Principios de agosto. Voy paseando con
mi bici por las calles de Alameda. Hace una noche muy calurosa. Ni siquiera me
hace falta llevar puesta la chaqueta. Pedaleo despacio, disfrutando del dulce
olor a hierba y a paja que flota en el aire de la sierra. Está todo muy oscuro.
No hay luna y las estrellas brillan descaradas. Dejo la plaza del pueblo atrás
y me dirijo hacia las eras para ver mejor el cielo.
-¿Sabes qué es muy fácil encontrar en
una noche como esta?
-¿Qué?
-Uno de esos sapos aplastados. ¿Sabes de
qué hablo?
-No mucho.
-Un sapo chafado por algún coche. Seco y
lisito como una hoja de papel. Hace años que no veo uno.

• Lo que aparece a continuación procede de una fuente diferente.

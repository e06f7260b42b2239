//! Subscriber-facing chat commands.

use std::fmt::Write as _;
use std::str::FromStr;
use std::sync::Arc;

use futures::StreamExt;
use tokio_util::sync::CancellationToken;
use tracing::{error, info, warn};

use crate::db::{DbOffering, OfferingRow, OfferingStore, OfferingView, SubscriptionStore};
use crate::error::{Error, Result};
use crate::notify::{InboundCommand, Notifier};
use crate::types::{SubscriberId, WatchCode};

/// Maximum offerings listed in one `/available` or `/search` reply.
const MAX_LISTED: usize = 20;

const USAGE: &str = "I watch the SIGAA class listing and tell you when a seat opens.\n\
    /watch CODE - get notified when CODE has free seats (e.g. /watch FGA0001)\n\
    /unwatch CODE - stop watching CODE\n\
    /list - subjects you are watching\n\
    /search CODE - current sections of CODE\n\
    /available [availability|occupied|offered] - sections with free seats";

pub struct CommandSurface {
    notifier: Arc<dyn Notifier>,
    offerings: Arc<OfferingStore>,
    subscriptions: Arc<SubscriptionStore>,
}

impl CommandSurface {
    pub fn new(
        notifier: Arc<dyn Notifier>,
        offerings: Arc<OfferingStore>,
        subscriptions: Arc<SubscriptionStore>,
    ) -> Self {
        Self {
            notifier,
            offerings,
            subscriptions,
        }
    }

    /// Answers commands until `cancel` fires or the command stream ends.
    pub async fn run(self, cancel: CancellationToken) {
        let mut commands = self.notifier.receive_commands();
        info!("Command surface started");

        loop {
            let command = tokio::select! {
                _ = cancel.cancelled() => break,
                next = commands.next() => match next {
                    Some(command) => command,
                    None => break,
                },
            };

            let reply = self.handle(&command);
            if let Err(e) = self.notifier.send(command.subscriber, &reply).await {
                warn!(
                    subscriber = command.subscriber,
                    command = %command.name,
                    error = %e,
                    "Reply not delivered"
                );
            }
        }

        info!("Command surface stopped");
    }

    /// Executes one command and renders the reply text.
    pub fn handle(&self, command: &InboundCommand) -> String {
        let arg = command.args.first().map(String::as_str).unwrap_or("");
        let result = match command.name.as_str() {
            "start" | "help" => Ok(USAGE.to_string()),
            "watch" | "warn" => self.watch(command.subscriber, arg),
            "unwatch" => self.unwatch(command.subscriber, arg),
            "list" => self.list(command.subscriber),
            "search" => self.search(arg),
            "available" => self.available(arg),
            other => Ok(format!("Unknown command /{other}.\n\n{USAGE}")),
        };

        match result {
            Ok(reply) => reply,
            Err(Error::ValidationError { input, message }) => {
                if input.trim().is_empty() {
                    format!("Missing argument: {message}")
                } else {
                    format!("\"{input}\" is not valid: {message}")
                }
            }
            Err(e) => {
                error!(
                    subscriber = command.subscriber,
                    command = %command.name,
                    error = %e,
                    "Command failed"
                );
                "Something went wrong on my side, please try again later.".to_string()
            }
        }
    }

    fn watch(&self, subscriber: SubscriberId, arg: &str) -> Result<String> {
        let code = WatchCode::parse(arg)?;
        let added = self.subscriptions.add_subscription(subscriber, code.as_str())?;
        info!(subscriber, code = %code, added, "Watch requested");

        let offerings = self.offerings.query_by_code(code.as_str())?;
        let open: u32 = offerings.iter().map(|o| o.available_seats).sum();

        let mut reply = if added {
            String::new()
        } else {
            format!("You were already watching {code}. ")
        };
        if offerings.is_empty() {
            let _ = write!(
                reply,
                "{code} is not in the class listing yet. I'll watch it anyway and tell you when seats open."
            );
        } else if open == 0 {
            let name = &offerings[0].subject.name;
            let _ = write!(
                reply,
                "{code} - {name} is full right now. I'll tell you as soon as a seat opens."
            );
        } else {
            let name = &offerings[0].subject.name;
            let _ = write!(
                reply,
                "{code} - {name} has {open} open seat(s) right now, see /search {code}. \
                 I'll also tell you about new openings."
            );
        }
        Ok(reply)
    }

    fn unwatch(&self, subscriber: SubscriberId, arg: &str) -> Result<String> {
        let code = WatchCode::parse(arg)?;
        if self.subscriptions.remove(subscriber, code.as_str())? {
            Ok(format!("Stopped watching {code}."))
        } else {
            Ok(format!("You were not watching {code}."))
        }
    }

    fn list(&self, subscriber: SubscriberId) -> Result<String> {
        let codes = self.subscriptions.list_for_subscriber(subscriber)?;
        if codes.is_empty() {
            return Ok("You are not watching anything. Try /watch FGA0001.".to_string());
        }
        Ok(format!("You are watching: {}", codes.join(", ")))
    }

    fn search(&self, arg: &str) -> Result<String> {
        let code = WatchCode::parse(arg)?;
        let offerings = self.offerings.query_by_code(code.as_str())?;
        if offerings.is_empty() {
            return Ok(format!("{code} is not in the class listing."));
        }

        let header = format!("{code} - {}", offerings[0].subject.name);
        Ok(render_listing(&header, &offerings, OfferingView::Full))
    }

    fn available(&self, arg: &str) -> Result<String> {
        let view = OfferingView::from_str(arg)?;
        let offerings = self.offerings.query_by_availability(1)?;
        if offerings.is_empty() {
            return Ok("No section has free seats right now.".to_string());
        }
        Ok(render_listing("Sections with free seats:", &offerings, view))
    }
}

fn render_listing(header: &str, offerings: &[DbOffering], view: OfferingView) -> String {
    let mut out = header.to_string();
    for offering in offerings.iter().take(MAX_LISTED) {
        out.push('\n');
        out.push_str(&render_row(&offering.project(view)));
    }
    if offerings.len() > MAX_LISTED {
        let _ = write!(out, "\n... and {} more", offerings.len() - MAX_LISTED);
    }
    out
}

fn render_row(row: &OfferingRow) -> String {
    let mut line = format!("{} T{} {} {}", row.code, row.section, row.instructor, row.schedule);
    if let Some(available) = row.available {
        let _ = write!(line, " | free {available}");
    }
    if let Some(occupied) = row.occupied {
        let _ = write!(line, " | taken {occupied}");
    }
    if let Some(offered) = row.offered {
        let _ = write!(line, " | offered {offered}");
    }
    line
}
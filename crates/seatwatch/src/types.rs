//! Domain types shared between the harvester, stores and dispatcher.

use std::collections::HashMap;
use std::fmt;
use std::sync::LazyLock;

use regex::Regex;
use serde::{Deserialize, Serialize};

use crate::error::Error;

/// Opaque subscriber identity (a Telegram chat id in practice).
pub type SubscriberId = i64;

/// One harvested row before normalization, keyed by the names in [`fields`].
pub type RawRecord = HashMap<String, String>;

/// Canonical keys of a [`RawRecord`].
pub mod fields {
    pub const SUBJECT_CODE: &str = "subject_code";
    pub const SUBJECT_NAME: &str = "subject_name";
    pub const SECTION: &str = "section";
    pub const TERM: &str = "term";
    pub const INSTRUCTOR: &str = "instructor";
    pub const SCHEDULE: &str = "schedule";
    pub const OFFERED: &str = "offered_seats";
    pub const OCCUPIED: &str = "occupied_seats";
    /// Reported by some portals; never trusted, always recomputed.
    pub const AVAILABLE: &str = "available_seats";
    pub const LOCATION: &str = "location";
}

#[derive(Debug, Clone, PartialEq, Eq, Serialize, Deserialize)]
pub struct Subject {
    pub code: String,
    pub name: String,
}

/// The tuple that identifies an offering across scrape cycles.
#[derive(Debug, Clone, PartialEq, Eq, Hash, PartialOrd, Ord, Serialize, Deserialize)]
pub struct IdentityKey {
    pub subject_code: String,
    pub section_number: String,
    pub term_label: String,
    pub instructor: String,
    pub schedule: String,
}

/// One scheduled section of a subject.
#[derive(Debug, Clone, PartialEq, Eq, Serialize, Deserialize)]
pub struct CourseOffering {
    pub subject_code: String,
    /// Carried from the harvested row so the subject row can be upserted.
    pub subject_name: String,
    pub section_number: String,
    pub term_label: String,
    pub instructor: String,
    pub schedule: String,
    pub offered_seats: u32,
    pub occupied_seats: u32,
    pub location: String,
}

impl CourseOffering {
    /// Seats left, derived from offered and occupied. Overbooked sections
    /// report zero.
    pub fn available_seats(&self) -> u32 {
        self.offered_seats.saturating_sub(self.occupied_seats)
    }

    pub fn identity_key(&self) -> IdentityKey {
        IdentityKey {
            subject_code: self.subject_code.clone(),
            section_number: self.section_number.clone(),
            term_label: self.term_label.clone(),
            instructor: self.instructor.clone(),
            schedule: self.schedule.clone(),
        }
    }

    pub fn subject(&self) -> Subject {
        Subject {
            code: self.subject_code.clone(),
            name: self.subject_name.clone(),
        }
    }
}

static WATCH_CODE_REGEX: LazyLock<Regex> =
    LazyLock::new(|| Regex::new(r"^[A-Z]{3,4}[0-9]{4}$").expect("static regex"));

/// A validated subject code: 3-4 letters followed by 4 digits, upper-case.
#[derive(Debug, Clone, PartialEq, Eq, Hash, Serialize, Deserialize)]
pub struct WatchCode(String);

impl WatchCode {
    /// Validates user input. Surrounding whitespace and letter case are
    /// ignored; anything else must match the code pattern exactly.
    pub fn parse(input: &str) -> Result<Self, Error> {
        let normalized = input.trim().to_uppercase();
        if WATCH_CODE_REGEX.is_match(&normalized) {
            Ok(Self(normalized))
        } else {
            Err(Error::ValidationError {
                input: input.to_string(),
                message: "expected 3 or 4 letters followed by 4 digits, e.g. FGA0001".to_string(),
            })
        }
    }

    pub fn as_str(&self) -> &str {
        &self.0
    }
}

impl fmt::Display for WatchCode {
    fn fmt(&self, f: &mut fmt::Formatter<'_>) -> fmt::Result {
        f.write_str(&self.0)
    }
}
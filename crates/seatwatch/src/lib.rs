//! Watches a university class listing for open seats and notifies the
//! subscribers watching those subjects.
//!
//! One cycle of the scrape loop harvests the listing, normalizes the rows,
//! reconciles them into the offering store and notifies subscribers of every
//! offering whose free seats went from zero to positive.

pub mod commands;
pub mod config;
pub mod db;
pub mod error;
pub mod harvest;
pub mod normalize;
pub mod notify;
pub mod reconcile;
pub mod server;
pub mod supervisor;
pub mod types;

pub use error::{Error, Result};
use std::path::PathBuf;
use std::sync::Arc;

use anyhow::Context;
use tokio_util::sync::CancellationToken;
use tracing::{info, warn};
use tracing_subscriber::EnvFilter;

use seatwatch::commands::CommandSurface;
use seatwatch::config::AppConfig;
use seatwatch::db::{OfferingStore, SubscriptionStore};
use seatwatch::harvest::SigaaHarvester;
use seatwatch::notify::{Dispatcher, Notifier, TelegramNotifier};
use seatwatch::server::{self, create_router, AppState};
use seatwatch::supervisor::{Supervisor, SupervisorConfig};

#[tokio::main]
async fn main() -> anyhow::Result<()> {
    tracing_subscriber::fmt()
        .with_env_filter(
            EnvFilter::try_from_default_env().unwrap_or_else(|_| EnvFilter::new("info")),
        )
        .init();

    let config_path = std::env::args().nth(1).map(PathBuf::from);
    let config = AppConfig::load(config_path.as_deref()).context("Failed to load configuration")?;

    let offerings = Arc::new(
        OfferingStore::open(&config.storage.offerings_db)
            .with_context(|| format!("Failed to open {}", config.storage.offerings_db.display()))?,
    );
    let subscriptions = Arc::new(
        SubscriptionStore::open(&config.storage.subscriptions_db).with_context(|| {
            format!("Failed to open {}", config.storage.subscriptions_db.display())
        })?,
    );
    info!(
        offerings = offerings.count().unwrap_or_default(),
        "Stores opened"
    );

    // Bind before any task is spawned so a bad address fails fast.
    let listener = match &config.server {
        Some(server_config) => Some(server::bind(server_config).await?),
        None => None,
    };

    let cancel = CancellationToken::new();
    let notifier: Arc<dyn Notifier> =
        Arc::new(TelegramNotifier::new(config.telegram.clone(), cancel.clone())?);
    let harvester = SigaaHarvester::new(config.harvester.clone())?;

    let dispatcher = Dispatcher::new(
        notifier.clone(),
        subscriptions.clone(),
        config.notify.dispatch(),
    );
    let supervisor = Supervisor::new(
        harvester,
        offerings.clone(),
        dispatcher,
        notifier.clone(),
        SupervisorConfig {
            interval: config.scrape.interval(),
            failure_alert_threshold: config.scrape.failure_alert_threshold,
            operator_chat_id: config.notify.operator_chat_id,
        },
        cancel.clone(),
    );
    let status = supervisor.status();

    let mut tasks = Vec::new();
    tasks.push(tokio::spawn(supervisor.run()));

    let surface = CommandSurface::new(notifier.clone(), offerings.clone(), subscriptions.clone());
    tasks.push(tokio::spawn(surface.run(cancel.clone())));

    if let Some(listener) = listener {
        let app = create_router(Arc::new(AppState {
            offerings: offerings.clone(),
            subscriptions: subscriptions.clone(),
            status,
        }));
        let shutdown = cancel.clone();
        tasks.push(tokio::spawn(async move {
            let served = axum::serve(listener, app)
                .with_graceful_shutdown(async move { shutdown.cancelled().await })
                .await;
            if let Err(e) = served {
                warn!(error = %e, "HTTP server stopped with an error");
            }
        }));
    }

    match tokio::signal::ctrl_c().await {
        Ok(()) => info!("Shutdown requested"),
        Err(e) => warn!(error = %e, "Failed to listen for shutdown signal, stopping"),
    }
    cancel.cancel();

    for task in tasks {
        if let Err(e) = task.await {
            warn!(error = %e, "Task ended abnormally");
        }
    }

    info!("Stopped");
    Ok(())
}
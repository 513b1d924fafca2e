//! Interactive session loop bridging the console to a remote process.
//!
//! The loop multiplexes two event sources: the exec output stream (frames
//! of remote stdout/stderr) and console input lines. Output frames are
//! written to the console as they arrive; console lines are forwarded to
//! the remote stdin with a newline appended and flushed immediately. The
//! literal line `exit` is the sentinel: it is forwarded, then the input
//! side closes and the remaining output is drained to stream end.

use bollard::container::LogOutput;
use futures::{Stream, StreamExt};
use tokio::io::{AsyncBufRead, AsyncBufReadExt, AsyncWrite, AsyncWriteExt};
use tracing::debug;

use crate::error::SessionError;

/// Console line that ends the input side of a session.
pub const SENTINEL: &str = "exit";

/// Result of a completed session.
#[derive(Debug, Clone, Copy, PartialEq, Eq)]
pub struct SessionOutcome {
    /// Exit code of the remote process, when the daemon reported one.
    pub exit_code: Option<i64>,
}

/// Drives an interactive session to completion.
///
/// Returns when the output stream ends (the remote process terminated or
/// the daemon closed the attachment). Console EOF behaves like the
/// sentinel: the input side closes and output drains to stream end.
///
/// # Errors
///
/// - `SessionError::Stream` if the output stream yields an error;
/// - `SessionError::InputClosed` if forwarding a line fails, e.g. after
///   the remote process already exited;
/// - `SessionError::Console` on console read/write failures.
pub async fn bridge<S, W, R, C>(
    mut output: S,
    mut input: W,
    console_in: R,
    mut console_out: C,
) -> Result<(), SessionError>
where
    S: Stream<Item = Result<LogOutput, bollard::errors::Error>> + Unpin,
    W: AsyncWrite + Unpin,
    R: AsyncBufRead + Unpin,
    C: AsyncWrite + Unpin,
{
    let mut lines = console_in.lines();
    let mut input_open = true;

    loop {
        tokio::select! {
            frame = output.next() => match frame {
                Some(Ok(frame)) => forward_output(frame, &mut console_out).await?,
                Some(Err(e)) => return Err(SessionError::Stream(e.to_string())),
                None => break,
            },
            line = lines.next_line(), if input_open => match line? {
                Some(line) => {
                    forward_line(&line, &mut input).await?;
                    if line == SENTINEL {
                        debug!("sentinel received, closing input side");
                        let _ = input.shutdown().await;
                        input_open = false;
                    }
                }
                None => {
                    debug!("console EOF, closing input side");
                    let _ = input.shutdown().await;
                    input_open = false;
                }
            },
        }
    }

    Ok(())
}

/// Writes one output frame to the console, flushed so the user sees it
/// before the remote process blocks on its next read.
async fn forward_output<C>(frame: LogOutput, console_out: &mut C) -> Result<(), SessionError>
where
    C: AsyncWrite + Unpin,
{
    match frame {
        LogOutput::StdOut { message }
        | LogOutput::StdErr { message }
        | LogOutput::Console { message } => {
            console_out.write_all(&message).await?;
            console_out.flush().await?;
        }
        LogOutput::StdIn { .. } => {}
    }

    Ok(())
}

/// Forwards one console line to the remote stdin, newline appended and
/// flushed so the remote process observes it without buffering delay.
async fn forward_line<W>(line: &str, input: &mut W) -> Result<(), SessionError>
where
    W: AsyncWrite + Unpin,
{
    let write = async {
        input.write_all(line.as_bytes()).await?;
        input.write_all(b"\n").await?;
        input.flush().await
    };

    write
        .await
        .map_err(|e| SessionError::InputClosed(e.to_string()))
}
//! Error types for execbox operations.
//!
//! Defines error types for the two subsystems:
//! - Docker container management
//! - Interactive exec sessions

use thiserror::Error;

/// Errors that can occur during Docker operations.
#[derive(Debug, Error)]
pub enum DockerError {
    #[error("Docker daemon not available: {0}")]
    DaemonUnavailable(String),

    #[error("Docker run failed: {0}")]
    RunFailed(String),

    #[error("Container '{id}' not found")]
    ContainerNotFound { id: String },

    #[error("Failed to pull image '{image}': {reason}")]
    PullFailed { image: String, reason: String },

    #[error("Container '{id}' did not report running within {seconds} seconds")]
    NotReady { id: String, seconds: u64 },

    #[error("Exec started detached, expected an attached session")]
    ExecDetached,

    #[error("IO error: {0}")]
    Io(#[from] std::io::Error),
}

/// Errors that can occur while bridging the console to a remote process.
#[derive(Debug, Error)]
pub enum SessionError {
    #[error("Exec output stream error: {0}")]
    Stream(String),

    #[error("Remote process input closed: {0}")]
    InputClosed(String),

    #[error("Console IO error: {0}")]
    Console(#[from] std::io::Error),
}

#[cfg(test)]
mod tests {
    use super::*;

    #[test]
    fn test_docker_error_display() {
        let err = DockerError::ContainerNotFound {
            id: "abc123".to_string(),
        };
        assert_eq!(err.to_string(), "Container 'abc123' not found");

        let err = DockerError::NotReady {
            id: "abc123".to_string(),
            seconds: 30,
        };
        assert!(err.to_string().contains("30 seconds"));
    }

    #[test]
    fn test_session_error_display() {
        let err = SessionError::InputClosed("broken pipe".to_string());
        assert_eq!(
            err.to_string(),
            "Remote process input closed: broken pipe"
        );
    }

    #[test]
    fn test_session_error_from_io() {
        let io = std::io::Error::new(std::io::ErrorKind::Other, "boom");
        let err: SessionError = io.into();
        assert!(matches!(err, SessionError::Console(_)));
    }
}
//! execbox CLI entry point.
//!
//! Initializes logging and delegates to the CLI module for command handling.

use tracing_subscriber::{fmt, prelude::*, EnvFilter};

#[tokio::main]
async fn main() -> anyhow::Result<()> {
    // Parse CLI arguments first to get log_level
    let cli = execbox::cli::parse_cli();

    // Priority: RUST_LOG env var > --log-level CLI arg > default "info"
    let log_filter = std::env::var("RUST_LOG").unwrap_or_else(|_| cli.log_level.clone());

    // Diagnostics go to stderr; stdout carries the session transcript.
    tracing_subscriber::registry()
        .with(fmt::layer().with_writer(std::io::stderr))
        .with(EnvFilter::try_from_default_env().unwrap_or_else(|_| EnvFilter::new(&log_filter)))
        .init();

    execbox::cli::run_with_cli(cli).await
}
//! Shared `js_sys` plumbing for the browser runtimes.

use wasm_bindgen::{JsCast, JsValue};

use message_saver_core::PortError;

pub(crate) fn window() -> Result<web_sys::Window, PortError> {
    web_sys::window().ok_or_else(|| PortError::Transport("missing window".to_owned()))
}

pub(crate) fn get_prop(target: &JsValue, key: &str) -> Result<JsValue, PortError> {
    js_sys::Reflect::get(target, &JsValue::from_str(key))
        .map_err(|e| PortError::Transport(format!("read property {key} failed: {e:?}")))
}

pub(crate) fn method(target: &JsValue, name: &str) -> Result<js_sys::Function, PortError> {
    get_prop(target, name)?
        .dyn_into::<js_sys::Function>()
        .map_err(|_| PortError::NotFound(format!("{name} is not a function")))
}

/// Calls `target.name(...args)` and awaits the result when it is a Promise.
pub(crate) async fn call_async(
    target: &JsValue,
    name: &str,
    args: &[JsValue],
) -> Result<JsValue, PortError> {
    let function = method(target, name)?;
    let js_args = args.iter().collect::<js_sys::Array>();
    let returned = function
        .apply(target, &js_args)
        .map_err(|e| PortError::Transport(format!("{name} dispatch failed: {e:?}")))?;
    match returned.dyn_into::<js_sys::Promise>() {
        Ok(promise) => wasm_bindgen_futures::JsFuture::from(promise)
            .await
            .map_err(|e| PortError::Rejected(format!("{name} rejected: {e:?}"))),
        Err(value) => Ok(value),
    }
}
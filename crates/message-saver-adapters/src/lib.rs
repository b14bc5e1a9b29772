pub mod abi;
#[cfg(target_arch = "wasm32")]
mod browser;
pub mod clock;
pub mod config;
pub mod eip1193;
pub mod hashconnect;
pub mod manual_entry;
pub mod mirror_node;
pub mod storage;
pub mod timer;

pub use abi::MessageAbiAdapter;
pub use clock::SystemClockAdapter;
pub use config::{AppConfig, ConfigError, RuntimeProfile};
pub use eip1193::Eip1193Adapter;
pub use hashconnect::{DeterministicWallet, HashConnectAdapter, HashConnectFactory, PairingBehavior};
pub use manual_entry::ManualEntryAdapter;
pub use mirror_node::MirrorNodeLedger;
pub use storage::MemoryStorage;
#[cfg(target_arch = "wasm32")]
pub use storage::BrowserStorage;
pub use timer::RuntimeTimer;
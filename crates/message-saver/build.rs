use std::process::Command;

fn main() {
    // Embed git commit hash
    let git_hash = Command::new("git")
        .args(["rev-parse", "HEAD"])
        .output()
        .ok()
        .and_then(|output| String::from_utf8(output.stdout).ok())
        .map(|hash| hash.trim().to_owned())
        .filter(|hash| !hash.is_empty())
        .unwrap_or_else(|| "unknown".to_owned());
    println!("cargo:rustc-env=GIT_HASH={git_hash}");

    // Embed build time
    let build_time = chrono::Utc::now().to_rfc3339();
    println!("cargo:rustc-env=BUILD_TIME={build_time}");
}
impl AccountRef {
    pub fn new(raw: impl Into<String>) -> Self {
        Self(raw.into())
    }

    pub fn as_str(&self) -> &str {
        &self.0
    }

    pub fn kind(&self) -> AccountKind {
        if let Some(address) = parse_evm_address(&self.0) {
            return AccountKind::Evm(address);
        }
        match EntityId::parse(&self.0) {
            Some(id) => AccountKind::Native(id),
            None => AccountKind::Unknown,
        }
    }

    pub fn is_evm(&self) -> bool {
        matches!(self.kind(), AccountKind::Evm(_))
    }

    /// True for `0.0.<digits>`, the only native form accepted from recovery sources.
    pub fn is_default_realm_native(&self) -> bool {
        matches!(self.kind(), AccountKind::Native(id) if id.is_default_realm())
    }

    /// The account's EVM address, or the long-zero alias for native ids.
    pub fn evm_address(&self) -> Option<Address> {
        match self.kind() {
            AccountKind::Evm(address) => Some(address),
            AccountKind::Native(id) => id.to_evm_alias(),
            AccountKind::Unknown => None,
        }
    }
}

impl fmt::Display for AccountRef {
    fn fmt(&self, f: &mut fmt::Formatter<'_>) -> fmt::Result {
        f.write_str(&self.0)
    }
}

impl From<Address> for AccountRef {
    fn from(address: Address) -> Self {
        Self(address.to_string())
    }
}

impl From<EntityId> for AccountRef {
    fn from(id: EntityId) -> Self {
        Self(id.to_string())
    }
}

fn parse_evm_address(raw: &str) -> Option<Address> {
    let hex = raw.strip_prefix("0x")?;
    if hex.len() != 40 || !hex.bytes().all(|b| b.is_ascii_hexdigit()) {
        return None;
    }
    raw.parse().ok()
}

#[derive(Debug, Clone, Copy, PartialEq, Eq, Serialize, Deserialize)]
pub enum WalletBackend {
    HashConnect,
    Injected,
}

#[derive(Debug, Clone, PartialEq, Eq, Serialize, Deserialize)]
pub struct WalletMetadata {
    pub name: String,
    pub description: String,
    pub icon: String,
}

impl WalletMetadata {
    pub fn hashpack(description: &str) -> Self {
        Self {
            name: "HashPack".to_owned(),
            description: description.to_owned(),
            icon: String::new(),
        }
    }
}

/// Metadata the dApp registers with the pairing transport.
#[derive(Debug, Clone, PartialEq, Eq, Serialize, Deserialize)]
pub struct AppMetadata {
    pub name: String,
    pub description: String,
    pub icon: String,
}

impl AppMetadata {
    pub fn new(origin: &str, icon_url: Option<&str>, icon_data: Option<&str>) -> Self {
        let icon = icon_data
            .or(icon_url)
            .map(str::to_owned)
            .unwrap_or_else(|| format!("{}/logo192.png", origin.trim_end_matches('/')));
        Self {
            name: "Message Saver".to_owned(),
            description: "Save messages to the Hedera blockchain".to_owned(),
            icon,
        }
    }
}

/// What presentation code sees of the session.
#[derive(Debug, Clone, Default, PartialEq, Eq, Serialize, Deserialize)]
pub struct WalletState {
    pub connected: bool,
    pub account_id: Option<AccountRef>,
    pub evm_address: Option<Address>,
    pub balance: Option<String>,
}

Y nada más decir esto, en la esquina de
la calle de la Iglesia y camuflado por la sombra de una zarza, lo veo. Ahí
está, como el geniecillo que sale de la lámpara después de frotarla, esperando
durante años a que yo pronunciara esas palabras. Y no está aplastado. Ni
muerto. Está vivito y coleando.
Es del tamaño del puño de un hombre
adulto. De color gris verdoso. Y, no sé si es por la emoción pero, a mí me
parece un sapo precioso.
Me acerco con la bici y le doy un
golpecito suave con la rueda delantera. El sapo se mueve un poco. Da dos
pasitos torpes y se para. Le vuelvo a dar. Da otros dos pasos más. Me mira
indiferente con sus dos ojos enormes y negros.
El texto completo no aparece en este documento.